use async_trait::async_trait;
use thiserror::Error;

use crate::types::{Datagram, EthernetAddr};

mod ethertalk;
mod ltoudp;
mod tashtalk;

pub use ethertalk::*;
pub use ltoudp::*;
pub use tashtalk::*;

/// A link-layer address: a LocalTalk node number or an Ethernet hardware
/// address.
#[derive(Debug, Clone, Copy, PartialEq, Eq)]
pub enum LinkAddr {
    Node(u8),
    Mac(EthernetAddr),
}

/// Where an outbound datagram goes on the link.
#[derive(Debug, Clone, Copy, PartialEq, Eq)]
pub enum LinkDest {
    /// The next hop's protocol address; the driver derives the link address.
    Unicast { network: u16, node: u8 },
    Broadcast,
}

/// A received DDP-bearing frame, stripped of link framing.
#[derive(Debug, Clone, PartialEq, Eq)]
pub struct InboundFrame {
    /// The DDP bytes, starting at the DDP header.
    pub ddp: Vec<u8>,

    /// `Some((src node, dst node))` when the frame used the short DDP form,
    /// which elides addressing; `None` for long-form frames.
    pub llap: Option<(u8, u8)>,

    pub src: LinkAddr,
}

/// What a link driver hands upward.
#[derive(Debug, Clone, PartialEq, Eq)]
pub enum LinkEvent {
    Inbound(InboundFrame),

    /// Link-level evidence that some node holds an address: probe replies,
    /// address enquiries, AARP traffic. Drives collision detection during
    /// address acquisition. `network` is 0 on media that only know nodes.
    Claimed { network: u16, node: u8 },
}

#[derive(Debug, Error)]
pub enum LinkError {
    #[error("i/o error: {0}")]
    Io(#[from] std::io::Error),

    #[error("link closed")]
    Closed,

    #[error("frame exceeds the link payload limit")]
    FrameTooLarge,

    #[error("no hardware address known for {network}.{node}")]
    UnresolvedAddress { network: u16, node: u8 },
}

/// The contract every link driver satisfies: an asynchronous stream of
/// received frames, datagram transmission toward a link destination, and
/// the link-level plumbing for address probing.
///
/// Drivers own their medium's quirks: LLAP control frames and self-broadcast
/// filtering on LocalTalk media, SNAP framing and AARP on Ethernet.
#[async_trait]
pub trait LinkDriver: Send + Sync {
    /// Short tag for logs ("ltoudp", "tashtalk", "ethertalk").
    fn kind(&self) -> &'static str;

    /// Whether the attached medium carries an extended network.
    fn is_extended(&self) -> bool {
        false
    }

    /// Largest DDP buffer (header plus payload) this link can carry.
    fn max_payload(&self) -> usize;

    /// Tell the driver the address its port bound, so it can filter its own
    /// broadcasts, answer enquiries and defend the address.
    async fn bind(&self, network: u16, node: u8);

    /// Wait for the next link event.
    async fn recv(&self) -> Result<LinkEvent, LinkError>;

    /// Emit one probe asserting a tentative address claim.
    async fn probe(&self, network: u16, node: u8) -> Result<(), LinkError>;

    /// Encode and transmit a datagram toward the destination.
    async fn send_ddp(&self, datagram: &Datagram, dest: LinkDest) -> Result<(), LinkError>;
}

Task statement:
Filter the entries by the string "Result" and copy each matching line.

Exercise response:
    async fn recv(&self) -> Result<LinkEvent, LinkError>;
    async fn probe(&self, network: u16, node: u8) -> Result<(), LinkError>;
    async fn send_ddp(&self, datagram: &Datagram, dest: LinkDest) -> Result<(), LinkError>;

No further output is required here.